La semana pasada, más de 400 participantes de 19 países de la OTAN estuvieron en Dinamarca para practicar cómo actuar ante ataques o fugas químicas, biológicas y nucleares. Este ejercicio proporciona a los colegas daneses e internacionales un conocimiento invaluable.
La semana pasada, el gimnasio del cuartel de Skive se transformó en una gran sala de operaciones. Allí se reunieron soldados de Dinamarca, Estados Unidos, Italia, Noruega, Polonia y otros países miembros de la OTAN para participar en el importante ejercicio anual de defensa NBQ (nuclear, biológica y química). Este ejercicio es uno de los dos que realiza la OTAN para alertar y reportar incidentes relacionados con ataques o sucesos químicos, biológicos, radiológicos y nucleares (NBQ).
Este ejercicio no es un simulacro de campo, lo que significa que no incluye entrenamiento práctico con gas real ni lanzamientos de explosivos. Se trata de gestionar la situación a nivel general y coordinar entre unidades y naciones. En otras palabras, ¿cómo se recopila, procesa y transmite la información sobre un ataque para que todos puedan actuar en consecuencia?
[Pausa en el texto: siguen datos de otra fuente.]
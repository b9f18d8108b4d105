//! Shared test utilities for coordinator tests

use async_trait::async_trait;
use std::collections::HashMap;
use std::time::Duration;

use crate::{
    CoreError, Result,
    agent::{Agent, AgentKind},
    capability::{AgentCapability, AgentResult, ResultPayload},
    task::{Task, TaskKind},
};

/// Idle diagnostic agent with default performance
pub fn test_agent(slug: &str, specialties: &[&str]) -> Agent {
    Agent::new(slug, slug, AgentKind::Diagnostic).with_specialties(specialties.iter().copied())
}

/// What a scripted agent does when invoked
#[derive(Debug, Clone)]
pub enum Script {
    /// Answer with this confidence and the default recommendations
    Confidence(f64),
    /// Answer with these recommendations
    Recommend(Vec<String>),
    /// Sleep, then answer normally
    Delay(Duration),
    Fail(String),
    Panic,
}

/// Capability whose behaviour is fixed per agent slug
///
/// Unscripted agents answer immediately with confidence 0.9.
#[derive(Debug, Clone, Default)]
pub struct ScriptedCapability {
    scripts: HashMap<String, Script>,
}

impl ScriptedCapability {
    pub fn script(mut self, slug: &str, script: Script) -> Self {
        self.scripts.insert(slug.to_string(), script);
        self
    }
}

pub fn payload(kind: TaskKind, items: Vec<String>) -> ResultPayload {
    match kind {
        TaskKind::Diagnosis => ResultPayload::Diagnosis {
            differential_diagnosis: vec!["Acute coronary syndrome".to_string()],
            recommended_tests: items,
            urgency: crate::task::TaskPriority::High,
            risk_factors: Vec::new(),
        },
        TaskKind::TreatmentPlanning => ResultPayload::TreatmentPlan {
            treatment_options: items,
            medication_recommendations: Vec::new(),
            monitoring_plan: Vec::new(),
            patient_education: Vec::new(),
        },
        TaskKind::EmergencyResponse => ResultPayload::EmergencyResponse {
            triage_level: 2,
            immediate_actions: items,
            resource_requirements: Vec::new(),
            protocols: Vec::new(),
        },
        TaskKind::PatientMonitoring | TaskKind::ResearchAnalysis => ResultPayload::General {
            analysis: "test analysis".to_string(),
            recommendations: items,
        },
    }
}

#[async_trait]
impl AgentCapability for ScriptedCapability {
    async fn invoke(&self, agent: &Agent, task: &Task) -> Result<AgentResult> {
        let mut confidence = 0.9;
        let mut items = vec!["ECG".to_string(), "Troponin".to_string()];

        match self.scripts.get(&agent.slug) {
            Some(Script::Confidence(value)) => confidence = *value,
            Some(Script::Recommend(recommendations)) => items = recommendations.clone(),
            Some(Script::Delay(delay)) => tokio::time::sleep(*delay).await,
            Some(Script::Fail(reason)) => {
                return Err(CoreError::invocation_failed(&agent.id, reason.clone()));
            }
            Some(Script::Panic) => panic!("scripted panic for {}", agent.slug),
            None => {}
        }

        Ok(AgentResult::new(
            agent.id,
            confidence,
            Duration::from_secs(2),
            payload(task.kind, items),
        ))
    }
}
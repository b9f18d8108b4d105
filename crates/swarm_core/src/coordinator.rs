//! The execution coordinator
//!
//! [`SwarmCoordinator`] owns every task for the lifetime of the process. A
//! task flows through the registry (claim), the selector, the planner, the
//! concurrent agent invocations, the synthesizer and finally the tracker.
//!
//! Two locks are involved: the per-task entry in the task map and the
//! registry's lock. Whenever both are needed the entry is taken first.

use chrono::Utc;
use dashmap::DashMap;
use futures::future::join_all;
use std::sync::Arc;
use std::time::Duration;
use tokio::sync::watch;
use tokio::time::Instant;

use crate::{
    AgentId, CoreError, Result, TaskId,
    agent::Agent,
    capability::{AgentCapability, AgentResult},
    config::{CoordinatorConfig, SwarmConfig},
    consensus::{ConsensusSynthesizer, Contribution},
    metrics::{AgentPerformanceReport, SwarmMetrics},
    plan::{CoordinationPlan, derive_plan},
    registry::{AgentLease, AgentRegistry},
    selector::{AgentSelector, CapabilitySelector, SelectionRequest},
    task::{
        FailureCause, ParticipantOutcome, ParticipantStatus, Task, TaskRequest, TaskStatus,
    },
    tracker::PerformanceTracker,
};

struct TaskEntry {
    task: Task,
    plan: Option<CoordinationPlan>,
    status: watch::Sender<TaskStatus>,
}

impl TaskEntry {
    fn new(task: Task, plan: Option<CoordinationPlan>) -> Self {
        let (status, _) = watch::channel(task.status);
        Self { task, plan, status }
    }
}

struct Inner {
    registry: Arc<AgentRegistry>,
    selector: Arc<dyn AgentSelector>,
    capability: Arc<dyn AgentCapability>,
    synthesizer: ConsensusSynthesizer,
    tracker: PerformanceTracker,
    tasks: DashMap<TaskId, TaskEntry>,
    settings: CoordinatorConfig,
}

/// Multi-agent task coordinator
///
/// Cheap to clone; clones share the same registry and tasks.
#[derive(Clone)]
pub struct SwarmCoordinator {
    inner: Arc<Inner>,
}

impl std::fmt::Debug for SwarmCoordinator {
    fn fmt(&self, f: &mut std::fmt::Formatter<'_>) -> std::fmt::Result {
        f.debug_struct("SwarmCoordinator")
            .field("agents", &self.inner.registry.len())
            .field("tasks", &self.inner.tasks.len())
            .field("selector", &self.inner.selector.name())
            .finish()
    }
}

pub struct SwarmCoordinatorBuilder {
    registry: AgentRegistry,
    capability: Arc<dyn AgentCapability>,
    selector: Arc<dyn AgentSelector>,
    settings: CoordinatorConfig,
}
«Este ejercicio nos permite afrontar un posible ataque NBQ y sobrevivir a él, para poder seguir combatiendo después», afirma el mayor Michael Aakjær, jefe de la sección conjunta NBQ del Regimiento de Ingenieros en Skive. «Es de vital importancia que lo realicemos en el marco de la OTAN y junto con otras naciones, porque probablemente nos desplegarían en el seno de la OTAN si esto se convirtiera en realidad».
Inglés en muchos idiomas
El ejercicio se desarrolla en Skive, pero el escenario se sitúa en los países bálticos. Allí, los participantes se enfrentan a una presión y desafíos constantes en situaciones de complejidad creciente, desde simples fugas de gas hasta ataques directos con armas nucleares.
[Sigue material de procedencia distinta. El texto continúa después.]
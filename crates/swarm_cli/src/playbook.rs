//! Deterministic stand-in for real agent reasoning
//!
//! Answers come from fixed clinical playbooks keyed by task kind. Each agent
//! reads a different window of the playbook depending on its slug, so agents
//! partially agree and the consensus has something to work with.

use async_trait::async_trait;
use std::time::Duration;
use swarm_core::{
    Result,
    agent::Agent,
    capability::{AgentCapability, AgentResult, ResultPayload},
    task::{Task, TaskKind, TaskPriority},
};

const TESTS: &[&str] = &[
    "ECG",
    "Chest X-ray",
    "CBC",
    "BMP",
    "Troponin",
    "D-dimer",
    "ABG",
];
const DIAGNOSES: &[&str] = &[
    "Acute coronary syndrome",
    "Pneumonia",
    "Pulmonary embolism",
    "Gastroesophageal reflux",
];
const RISK_FACTORS: &[&str] = &["Hypertension", "Diabetes", "Smoking", "Family history"];
const TREATMENTS: &[&str] = &[
    "Medication therapy",
    "Surgical intervention",
    "Physical therapy",
    "Lifestyle modification",
];
const MEDICATIONS: &[&str] = &["ACE inhibitor", "Beta blocker", "Statin", "Anticoagulant"];
const MONITORING: &[&str] = &["Blood pressure checks", "Lab work", "Follow-up visits"];
const EDUCATION: &[&str] = &["Medication adherence", "Diet", "Exercise"];
const ACTIONS: &[&str] = &[
    "Establish IV access",
    "Obtain ECG",
    "Administer oxygen",
    "Pain management",
];
const RESOURCES: &[&str] = &["ICU bed", "Cardiology consult", "Imaging"];
const PROTOCOLS: &[&str] = &["ACLS protocol", "Sepsis bundle", "Stroke protocol"];
const GENERAL: &[&str] = &[
    "Continue current monitoring",
    "Review in 24 hours",
    "Escalate on deterioration",
    "Update care plan",
];

#[derive(Debug, Clone, Default)]
pub struct PlaybookCapability;

impl PlaybookCapability {
    pub fn answer(&self, agent: &Agent, task: &Task) -> ResultPayload {
        let seed = seed(&agent.slug);
        match task.kind {
            TaskKind::Diagnosis => ResultPayload::Diagnosis {
                differential_diagnosis: window(DIAGNOSES, seed, 2),
                recommended_tests: window(TESTS, seed, 3),
                urgency: task.priority,
                risk_factors: window(RISK_FACTORS, seed, 2),
            },
            TaskKind::TreatmentPlanning => ResultPayload::TreatmentPlan {
                treatment_options: window(TREATMENTS, seed, 2),
                medication_recommendations: window(MEDICATIONS, seed, 2),
                monitoring_plan: window(MONITORING, seed, 2),
                patient_education: window(EDUCATION, seed, 2),
            },
            TaskKind::EmergencyResponse => ResultPayload::EmergencyResponse {
                triage_level: triage_level(task.priority),
                immediate_actions: window(ACTIONS, seed, 3),
                resource_requirements: window(RESOURCES, seed, 2),
                protocols: window(PROTOCOLS, seed, 1),
            },
            TaskKind::PatientMonitoring | TaskKind::ResearchAnalysis => ResultPayload::General {
                analysis: format!("{} review: {}", agent.name, task.description),
                recommendations: window(GENERAL, seed, 2),
            },
        }
    }
}

#[async_trait]
impl AgentCapability for PlaybookCapability {
    async fn invoke(&self, agent: &Agent, task: &Task) -> Result<AgentResult> {
        let payload = self.answer(agent, task);
        tracing::debug!("Playbook answer from {} for task {}", agent.slug, task.id);
        Ok(AgentResult::new(
            agent.id,
            agent.performance.accuracy,
            response_time(agent),
            payload,
        ))
    }
}

/// The agent's average response time; zero when the record holds no usable value
fn response_time(agent: &Agent) -> Duration {
    Duration::try_from_secs_f64(agent.performance.average_response_secs).unwrap_or_default()
}

fn seed(slug: &str) -> usize {
    slug.bytes()
        .fold(0usize, |acc, b| acc.wrapping_mul(31).wrapping_add(b as usize))
}

fn window(items: &[&str], seed: usize, len: usize) -> Vec<String> {
    (0..len.min(items.len()))
        .map(|i| items[(seed % items.len() + i) % items.len()].to_string())
        .collect()
}

/// Emergency Severity Index level for a priority
fn triage_level(priority: TaskPriority) -> u8 {
    match priority {
        TaskPriority::Critical => 1,
        TaskPriority::High => 2,
        TaskPriority::Medium => 3,
        TaskPriority::Low => 4,
    }
}

#[cfg(test)]
mod tests {
    use super::*;
    use pretty_assertions::assert_eq;

    #[test]
    fn test_window_wraps() {
        assert_eq!(window(&["a", "b", "c"], 2, 2), vec!["c", "a"]);
        assert_eq!(window(&["a"], 7, 3), vec!["a"]);
    }

    #[test]
    fn test_seed_is_stable() {
        assert_eq!(seed("cardiologist-ai"), seed("cardiologist-ai"));
        assert_ne!(seed("cardiologist-ai"), seed("emergency-ai"));
    }

    #[tokio::test]
    async fn test_default_roster_agrees_on_diagnosis() {
        let coordinator = swarm_core::SwarmCoordinator::from_config(
            &swarm_core::SwarmConfig::default(),
            std::sync::Arc::new(PlaybookCapability),
        )
        .unwrap();

        let task_id = coordinator
            .create_task(
                swarm_core::TaskRequest::new(TaskKind::Diagnosis, "Chest pain", TaskPriority::High)
                    .require(["Internal Medicine", "Cardiology", "Radiology"]),
            )
            .await
            .unwrap();
        let task = coordinator.await_task(&task_id).await.unwrap();

        assert_eq!(task.status, swarm_core::TaskStatus::Completed);
        assert_eq!(task.assigned_agents.len(), 3);
        let consensus = task.consensus.unwrap();
        assert!(!consensus.recommendations.is_empty());
        assert!(consensus.recommendations.len() <= 5);
    }

    #[test]
    fn test_unusable_response_time_reports_zero() {
        let mut agent = Agent::new("slow-ai", "Slow", swarm_core::AgentKind::Research);
        agent.performance.average_response_secs = 1.5;
        assert_eq!(response_time(&agent), Duration::from_millis(1500));

        agent.performance.average_response_secs = f64::INFINITY;
        assert_eq!(response_time(&agent), Duration::ZERO);
        agent.performance.average_response_secs = -3.0;
        assert_eq!(response_time(&agent), Duration::ZERO);
    }

    #[test]
    fn test_triage_levels() {
        assert_eq!(triage_level(TaskPriority::Critical), 1);
        assert_eq!(triage_level(TaskPriority::Low), 4);
    }
}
El ejercicio se desarrolla íntegramente en inglés. Con acentos italianos, daneses y polacos bien definidos, cada participante habla inglés a su manera. Uno de los objetivos principales del ejercicio es que los soldados se conozcan y aprendan a comunicarse y trabajar juntos, superando diferencias culturales, lingüísticas y profesionales.
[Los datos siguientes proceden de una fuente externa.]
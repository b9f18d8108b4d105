//! Prefixed identifiers for agents and tasks
//!
//! `AgentId` and `TaskId` are both UUIDs underneath but distinct types, and
//! their text form carries the kind (`agent_<uuid>`, `task_<uuid>`) so an id
//! pasted into the CLI or a log line is rejected if it names the wrong thing.

use schemars::JsonSchema;
use serde::de::{self, Visitor};
use serde::{Deserialize, Deserializer, Serialize, Serializer};
use std::cmp::Ordering;
use std::fmt;
use std::hash::{Hash, Hasher};
use std::marker::PhantomData;
use std::str::FromStr;
use uuid::Uuid;

/// Marks what an [`Id`] refers to
pub trait IdType: 'static {
    const PREFIX: &'static str;
}

#[derive(Debug)]
pub enum AgentMarker {}

#[derive(Debug)]
pub enum TaskMarker {}

impl IdType for AgentMarker {
    const PREFIX: &'static str = "agent";
}

impl IdType for TaskMarker {
    const PREFIX: &'static str = "task";
}

pub type AgentId = Id<AgentMarker>;
pub type TaskId = Id<TaskMarker>;

pub struct Id<T> {
    uuid: Uuid,
    kind: PhantomData<fn() -> T>,
}

#[derive(Debug, thiserror::Error, miette::Diagnostic)]
pub enum IdParseError {
    #[error("'{input}' is not a {expected} id")]
    #[diagnostic(
        code(swarm_core::id::wrong_kind),
        help("{expected} ids look like '{expected}_<uuid>'")
    )]
    WrongKind { expected: &'static str, input: String },

    #[error("Malformed uuid in id: {0}")]
    #[diagnostic(code(swarm_core::id::uuid))]
    Uuid(#[from] uuid::Error),
}

impl<T: IdType> Id<T> {
    pub fn generate() -> Self {
        Self {
            uuid: Uuid::new_v4(),
            kind: PhantomData,
        }
    }

    pub fn parse(input: &str) -> Result<Self, IdParseError> {
        let uuid = input
            .strip_prefix(T::PREFIX)
            .and_then(|rest| rest.strip_prefix('_'))
            .ok_or_else(|| IdParseError::WrongKind {
                expected: T::PREFIX,
                input: input.to_string(),
            })?;

        Ok(Self {
            uuid: Uuid::parse_str(uuid)?,
            kind: PhantomData,
        })
    }

    pub fn uuid(&self) -> Uuid {
        self.uuid
    }
}

// Manual impls so the marker type needs no bounds of its own.
impl<T> Clone for Id<T> {
    fn clone(&self) -> Self {
        *self
    }
}

impl<T> Copy for Id<T> {}

impl<T> PartialEq for Id<T> {
    fn eq(&self, other: &Self) -> bool {
        self.uuid == other.uuid
    }
}

impl<T> Eq for Id<T> {}

impl<T> Hash for Id<T> {
    fn hash<H: Hasher>(&self, state: &mut H) {
        self.uuid.hash(state);
    }
}

impl<T> PartialOrd for Id<T> {
    fn partial_cmp(&self, other: &Self) -> Option<Ordering> {
        Some(self.cmp(other))
    }
}

impl<T> Ord for Id<T> {
    fn cmp(&self, other: &Self) -> Ordering {
        self.uuid.cmp(&other.uuid)
    }
}

impl<T: IdType> fmt::Display for Id<T> {
    fn fmt(&self, f: &mut fmt::Formatter<'_>) -> fmt::Result {
        write!(f, "{}_{}", T::PREFIX, self.uuid)
    }
}

impl<T: IdType> fmt::Debug for Id<T> {
    fn fmt(&self, f: &mut fmt::Formatter<'_>) -> fmt::Result {
        fmt::Display::fmt(self, f)
    }
}

impl<T: IdType> FromStr for Id<T> {
    type Err = IdParseError;

    fn from_str(s: &str) -> Result<Self, Self::Err> {
        Self::parse(s)
    }
}

impl<T: IdType> Serialize for Id<T> {
    fn serialize<S: Serializer>(&self, serializer: S) -> Result<S::Ok, S::Error> {
        serializer.collect_str(self)
    }
}

impl<'de, T: IdType> Deserialize<'de> for Id<T> {
    fn deserialize<D: Deserializer<'de>>(deserializer: D) -> Result<Self, D::Error> {
        struct PrefixedId<T>(PhantomData<fn() -> T>);

        impl<T: IdType> Visitor<'_> for PrefixedId<T> {
            type Value = Id<T>;

            fn expecting(&self, f: &mut fmt::Formatter) -> fmt::Result {
                write!(f, "a '{}_<uuid>' string", T::PREFIX)
            }

            fn visit_str<E: de::Error>(self, s: &str) -> Result<Id<T>, E> {
                Id::parse(s).map_err(E::custom)
            }
        }

        deserializer.deserialize_str(PrefixedId(PhantomData))
    }
}

impl<T: IdType> JsonSchema for Id<T> {
    fn schema_name() -> std::borrow::Cow<'static, str> {
        format!("{}_id", T::PREFIX).into()
    }

    fn json_schema(generator: &mut schemars::SchemaGenerator) -> schemars::Schema {
        String::json_schema(generator)
    }
}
«Durante este ejercicio, tenemos la oportunidad de crear muchas redes de contactos e intercambiar experiencias. Es casi como una reunión de primos, donde todos se van conociendo poco a poco», dice Pia, del Regimiento de Ingenieros.
El ejercicio comenzó como un simulacro de alerta y presentación de informes en abril de 1978 y se ha llevado a cabo de forma continua desde entonces, con la única interrupción de un año debido al coronavirus.
Pia ha participado en el ejercicio durante casi 35 años y ha visto cómo ha evolucionado, pasando de ser un ejercicio exclusivamente danés a incluir ahora a 19 naciones de la OTAN y varios observadores.
«Trabajamos en un sector bastante especializado. Todos tenemos maneras ligeramente diferentes de resolver problemas relacionados con armas químicas, biológicas, radiológicas y nucleares, así que podemos inspirarnos mutuamente y aprender unos de otros», dijo Pia.